> [Task goal]:
I would like you to print all the records below exactly as they are.

> [Records for the task]:
=== Section Start ===
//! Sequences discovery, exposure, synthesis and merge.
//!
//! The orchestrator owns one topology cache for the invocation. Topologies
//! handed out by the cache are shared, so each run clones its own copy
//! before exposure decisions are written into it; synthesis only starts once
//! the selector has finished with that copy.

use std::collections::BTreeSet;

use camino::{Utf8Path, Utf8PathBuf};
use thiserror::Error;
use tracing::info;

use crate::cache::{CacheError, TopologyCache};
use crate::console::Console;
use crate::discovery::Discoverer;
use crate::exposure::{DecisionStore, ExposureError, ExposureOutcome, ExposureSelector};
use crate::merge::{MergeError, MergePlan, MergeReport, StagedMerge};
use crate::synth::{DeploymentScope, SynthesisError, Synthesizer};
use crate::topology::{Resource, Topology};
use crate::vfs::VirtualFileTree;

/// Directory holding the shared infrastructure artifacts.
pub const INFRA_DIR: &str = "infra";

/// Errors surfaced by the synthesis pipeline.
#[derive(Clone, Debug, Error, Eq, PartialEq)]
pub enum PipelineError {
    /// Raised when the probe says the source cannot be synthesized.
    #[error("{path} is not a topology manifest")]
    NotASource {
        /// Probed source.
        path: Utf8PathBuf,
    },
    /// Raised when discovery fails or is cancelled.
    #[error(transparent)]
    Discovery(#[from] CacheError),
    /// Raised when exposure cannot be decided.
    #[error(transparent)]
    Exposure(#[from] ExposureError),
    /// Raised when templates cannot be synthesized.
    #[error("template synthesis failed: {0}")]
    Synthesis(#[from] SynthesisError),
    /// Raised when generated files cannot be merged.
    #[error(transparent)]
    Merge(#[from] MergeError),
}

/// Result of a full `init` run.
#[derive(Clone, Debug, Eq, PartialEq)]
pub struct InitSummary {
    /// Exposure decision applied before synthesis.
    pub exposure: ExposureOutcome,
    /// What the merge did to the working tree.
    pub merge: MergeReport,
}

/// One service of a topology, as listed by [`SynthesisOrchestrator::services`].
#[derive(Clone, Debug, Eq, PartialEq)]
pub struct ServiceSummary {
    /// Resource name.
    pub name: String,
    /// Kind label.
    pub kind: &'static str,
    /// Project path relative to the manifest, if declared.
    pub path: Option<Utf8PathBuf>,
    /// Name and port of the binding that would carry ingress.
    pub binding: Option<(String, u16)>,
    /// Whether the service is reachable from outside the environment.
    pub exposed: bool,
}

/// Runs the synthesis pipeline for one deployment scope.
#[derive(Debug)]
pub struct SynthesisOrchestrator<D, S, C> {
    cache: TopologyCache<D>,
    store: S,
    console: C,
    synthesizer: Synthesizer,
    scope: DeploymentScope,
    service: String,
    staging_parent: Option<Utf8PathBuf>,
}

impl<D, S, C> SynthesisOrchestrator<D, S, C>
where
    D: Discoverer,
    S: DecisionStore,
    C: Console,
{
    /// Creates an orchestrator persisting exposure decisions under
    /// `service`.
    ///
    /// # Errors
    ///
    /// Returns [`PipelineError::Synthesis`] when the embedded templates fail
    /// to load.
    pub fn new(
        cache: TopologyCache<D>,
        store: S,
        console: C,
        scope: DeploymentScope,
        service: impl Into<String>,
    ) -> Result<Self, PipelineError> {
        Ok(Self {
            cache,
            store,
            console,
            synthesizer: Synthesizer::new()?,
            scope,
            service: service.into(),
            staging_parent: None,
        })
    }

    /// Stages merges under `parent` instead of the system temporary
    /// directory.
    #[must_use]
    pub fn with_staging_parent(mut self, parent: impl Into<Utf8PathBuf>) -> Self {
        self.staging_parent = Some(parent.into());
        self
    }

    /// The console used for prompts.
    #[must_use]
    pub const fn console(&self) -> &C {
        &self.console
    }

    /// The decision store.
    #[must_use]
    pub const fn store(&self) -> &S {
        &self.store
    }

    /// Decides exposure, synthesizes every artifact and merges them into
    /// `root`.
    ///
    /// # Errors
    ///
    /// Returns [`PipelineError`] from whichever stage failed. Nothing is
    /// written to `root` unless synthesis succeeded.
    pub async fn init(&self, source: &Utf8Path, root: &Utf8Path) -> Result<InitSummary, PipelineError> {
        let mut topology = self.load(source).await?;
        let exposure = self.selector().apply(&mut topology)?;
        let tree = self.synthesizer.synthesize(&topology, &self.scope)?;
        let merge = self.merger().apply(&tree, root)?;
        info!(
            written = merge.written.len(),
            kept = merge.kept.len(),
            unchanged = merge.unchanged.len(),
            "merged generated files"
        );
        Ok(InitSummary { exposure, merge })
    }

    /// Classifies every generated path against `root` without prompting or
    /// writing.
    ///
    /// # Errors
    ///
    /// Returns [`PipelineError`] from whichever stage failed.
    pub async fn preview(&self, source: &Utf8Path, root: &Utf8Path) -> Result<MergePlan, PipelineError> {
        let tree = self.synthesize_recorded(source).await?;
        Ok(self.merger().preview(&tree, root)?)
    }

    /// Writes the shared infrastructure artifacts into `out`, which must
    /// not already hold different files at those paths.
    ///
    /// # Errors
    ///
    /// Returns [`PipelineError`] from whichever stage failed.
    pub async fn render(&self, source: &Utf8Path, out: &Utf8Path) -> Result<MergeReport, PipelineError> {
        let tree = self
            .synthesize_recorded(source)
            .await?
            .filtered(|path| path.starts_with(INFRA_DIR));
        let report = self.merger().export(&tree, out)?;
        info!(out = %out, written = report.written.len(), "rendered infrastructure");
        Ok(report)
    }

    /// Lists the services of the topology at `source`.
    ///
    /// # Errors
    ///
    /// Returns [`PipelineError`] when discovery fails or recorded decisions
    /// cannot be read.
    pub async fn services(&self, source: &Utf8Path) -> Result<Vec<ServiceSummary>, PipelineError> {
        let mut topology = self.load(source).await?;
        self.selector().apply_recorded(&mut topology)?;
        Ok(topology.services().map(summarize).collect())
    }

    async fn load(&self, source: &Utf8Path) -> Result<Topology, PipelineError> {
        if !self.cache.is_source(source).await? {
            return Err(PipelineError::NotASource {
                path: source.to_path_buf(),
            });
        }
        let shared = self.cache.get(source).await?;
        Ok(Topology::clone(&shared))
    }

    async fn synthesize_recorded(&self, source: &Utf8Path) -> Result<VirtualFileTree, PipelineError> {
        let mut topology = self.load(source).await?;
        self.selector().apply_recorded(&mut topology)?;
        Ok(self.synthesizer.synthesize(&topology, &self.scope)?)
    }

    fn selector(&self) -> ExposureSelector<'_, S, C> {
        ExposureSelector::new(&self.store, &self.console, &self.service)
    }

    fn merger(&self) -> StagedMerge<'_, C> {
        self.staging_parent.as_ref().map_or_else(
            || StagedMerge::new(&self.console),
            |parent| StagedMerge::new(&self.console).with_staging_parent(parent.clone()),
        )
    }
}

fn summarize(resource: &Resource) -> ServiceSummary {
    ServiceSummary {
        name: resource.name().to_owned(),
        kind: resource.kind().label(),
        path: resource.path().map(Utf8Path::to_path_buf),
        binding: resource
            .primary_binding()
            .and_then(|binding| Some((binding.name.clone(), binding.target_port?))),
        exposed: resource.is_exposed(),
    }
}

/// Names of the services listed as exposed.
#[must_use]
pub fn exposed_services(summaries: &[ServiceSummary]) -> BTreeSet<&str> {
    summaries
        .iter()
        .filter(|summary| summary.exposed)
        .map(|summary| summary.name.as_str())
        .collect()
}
=== Section End ===
> [Exercise result]:
//! Sequences discovery, exposure, synthesis and merge.
//!
//! The orchestrator owns one topology cache for the invocation. Topologies
//! handed out by the cache are shared, so each run clones its own copy
//! before exposure decisions are written into it; synthesis only starts once
//! the selector has finished with that copy.

use std::collections::BTreeSet;

use camino::{Utf8Path, Utf8PathBuf};
use thiserror::Error;
use tracing::info;

use crate::cache::{CacheError, TopologyCache};
use crate::console::Console;
use crate::discovery::Discoverer;
use crate::exposure::{DecisionStore, ExposureError, ExposureOutcome, ExposureSelector};
use crate::merge::{MergeError, MergePlan, MergeReport, StagedMerge};
use crate::synth::{DeploymentScope, SynthesisError, Synthesizer};
use crate::topology::{Resource, Topology};
use crate::vfs::VirtualFileTree;

/// Directory holding the shared infrastructure artifacts.
pub const INFRA_DIR: &str = "infra";

/// Errors surfaced by the synthesis pipeline.
#[derive(Clone, Debug, Error, Eq, PartialEq)]
pub enum PipelineError {
    /// Raised when the probe says the source cannot be synthesized.
    #[error("{path} is not a topology manifest")]
    NotASource {
        /// Probed source.
        path: Utf8PathBuf,
    },
    /// Raised when discovery fails or is cancelled.
    #[error(transparent)]
    Discovery(#[from] CacheError),
    /// Raised when exposure cannot be decided.
    #[error(transparent)]
    Exposure(#[from] ExposureError),
    /// Raised when templates cannot be synthesized.
    #[error("template synthesis failed: {0}")]
    Synthesis(#[from] SynthesisError),
    /// Raised when generated files cannot be merged.
    #[error(transparent)]
    Merge(#[from] MergeError),
}

/// Result of a full `init` run.
#[derive(Clone, Debug, Eq, PartialEq)]
pub struct InitSummary {
    /// Exposure decision applied before synthesis.
    pub exposure: ExposureOutcome,
    /// What the merge did to the working tree.
    pub merge: MergeReport,
}

/// One service of a topology, as listed by [`SynthesisOrchestrator::services`].
#[derive(Clone, Debug, Eq, PartialEq)]
pub struct ServiceSummary {
    /// Resource name.
    pub name: String,
    /// Kind label.
    pub kind: &'static str,
    /// Project path relative to the manifest, if declared.
    pub path: Option<Utf8PathBuf>,
    /// Name and port of the binding that would carry ingress.
    pub binding: Option<(String, u16)>,
    /// Whether the service is reachable from outside the environment.
    pub exposed: bool,
}

/// Runs the synthesis pipeline for one deployment scope.
#[derive(Debug)]
pub struct SynthesisOrchestrator<D, S, C> {
    cache: TopologyCache<D>,
    store: S,
    console: C,
    synthesizer: Synthesizer,
    scope: DeploymentScope,
    service: String,
    staging_parent: Option<Utf8PathBuf>,
}

impl<D, S, C> SynthesisOrchestrator<D, S, C>
where
    D: Discoverer,
    S: DecisionStore,
    C: Console,
{
    /// Creates an orchestrator persisting exposure decisions under
    /// `service`.
    ///
    /// # Errors
    ///
    /// Returns [`PipelineError::Synthesis`] when the embedded templates fail
    /// to load.
    pub fn new(
        cache: TopologyCache<D>,
        store: S,
        console: C,
        scope: DeploymentScope,
        service: impl Into<String>,
    ) -> Result<Self, PipelineError> {
        Ok(Self {
            cache,
            store,
            console,
            synthesizer: Synthesizer::new()?,
            scope,
            service: service.into(),
            staging_parent: None,
        })
    }

    /// Stages merges under `parent` instead of the system temporary
    /// directory.
    #[must_use]
    pub fn with_staging_parent(mut self, parent: impl Into<Utf8PathBuf>) -> Self {
        self.staging_parent = Some(parent.into());
        self
    }

    /// The console used for prompts.
    #[must_use]
    pub const fn console(&self) -> &C {
        &self.console
    }

    /// The decision store.
    #[must_use]
    pub const fn store(&self) -> &S {
        &self.store
    }

    /// Decides exposure, synthesizes every artifact and merges them into
    /// `root`.
    ///
    /// # Errors
    ///
    /// Returns [`PipelineError`] from whichever stage failed. Nothing is
    /// written to `root` unless synthesis succeeded.
    pub async fn init(&self, source: &Utf8Path, root: &Utf8Path) -> Result<InitSummary, PipelineError> {
        let mut topology = self.load(source).await?;
        let exposure = self.selector().apply(&mut topology)?;
        let tree = self.synthesizer.synthesize(&topology, &self.scope)?;
        let merge = self.merger().apply(&tree, root)?;
        info!(
            written = merge.written.len(),
            kept = merge.kept.len(),
            unchanged = merge.unchanged.len(),
            "merged generated files"
        );
        Ok(InitSummary { exposure, merge })
    }

    /// Classifies every generated path against `root` without prompting or
    /// writing.
    ///
    /// # Errors
    ///
    /// Returns [`PipelineError`] from whichever stage failed.
    pub async fn preview(&self, source: &Utf8Path, root: &Utf8Path) -> Result<MergePlan, PipelineError> {
        let tree = self.synthesize_recorded(source).await?;
        Ok(self.merger().preview(&tree, root)?)
    }

    /// Writes the shared infrastructure artifacts into `out`, which must
    /// not already hold different files at those paths.
    ///
    /// # Errors
    ///
    /// Returns [`PipelineError`] from whichever stage failed.
    pub async fn render(&self, source: &Utf8Path, out: &Utf8Path) -> Result<MergeReport, PipelineError> {
        let tree = self
            .synthesize_recorded(source)
            .await?
            .filtered(|path| path.starts_with(INFRA_DIR));
        let report = self.merger().export(&tree, out)?;
        info!(out = %out, written = report.written.len(), "rendered infrastructure");
        Ok(report)
    }

    /// Lists the services of the topology at `source`.
    ///
    /// # Errors
    ///
    /// Returns [`PipelineError`] when discovery fails or recorded decisions
    /// cannot be read.
    pub async fn services(&self, source: &Utf8Path) -> Result<Vec<ServiceSummary>, PipelineError> {
        let mut topology = self.load(source).await?;
        self.selector().apply_recorded(&mut topology)?;
        Ok(topology.services().map(summarize).collect())
    }

    async fn load(&self, source: &Utf8Path) -> Result<Topology, PipelineError> {
        if !self.cache.is_source(source).await? {
            return Err(PipelineError::NotASource {
                path: source.to_path_buf(),
            });
        }
        let shared = self.cache.get(source).await?;
        Ok(Topology::clone(&shared))
    }

    async fn synthesize_recorded(&self, source: &Utf8Path) -> Result<VirtualFileTree, PipelineError> {
        let mut topology = self.load(source).await?;
        self.selector().apply_recorded(&mut topology)?;
        Ok(self.synthesizer.synthesize(&topology, &self.scope)?)
    }

    fn selector(&self) -> ExposureSelector<'_, S, C> {
        ExposureSelector::new(&self.store, &self.console, &self.service)
    }

    fn merger(&self) -> StagedMerge<'_, C> {
        self.staging_parent.as_ref().map_or_else(
            || StagedMerge::new(&self.console),
            |parent| StagedMerge::new(&self.console).with_staging_parent(parent.clone()),
        )
    }
}

fn summarize(resource: &Resource) -> ServiceSummary {
    ServiceSummary {
        name: resource.name().to_owned(),
        kind: resource.kind().label(),
        path: resource.path().map(Utf8Path::to_path_buf),
        binding: resource
            .primary_binding()
            .and_then(|binding| Some((binding.name.clone(), binding.target_port?))),
        exposed: resource.is_exposed(),
    }
}

/// Names of the services listed as exposed.
#[must_use]
pub fn exposed_services(summaries: &[ServiceSummary]) -> BTreeSet<&str> {
    summaries
        .iter()
        .filter(|summary| summary.exposed)
        .map(|summary| summary.name.as_str())
        .collect()
}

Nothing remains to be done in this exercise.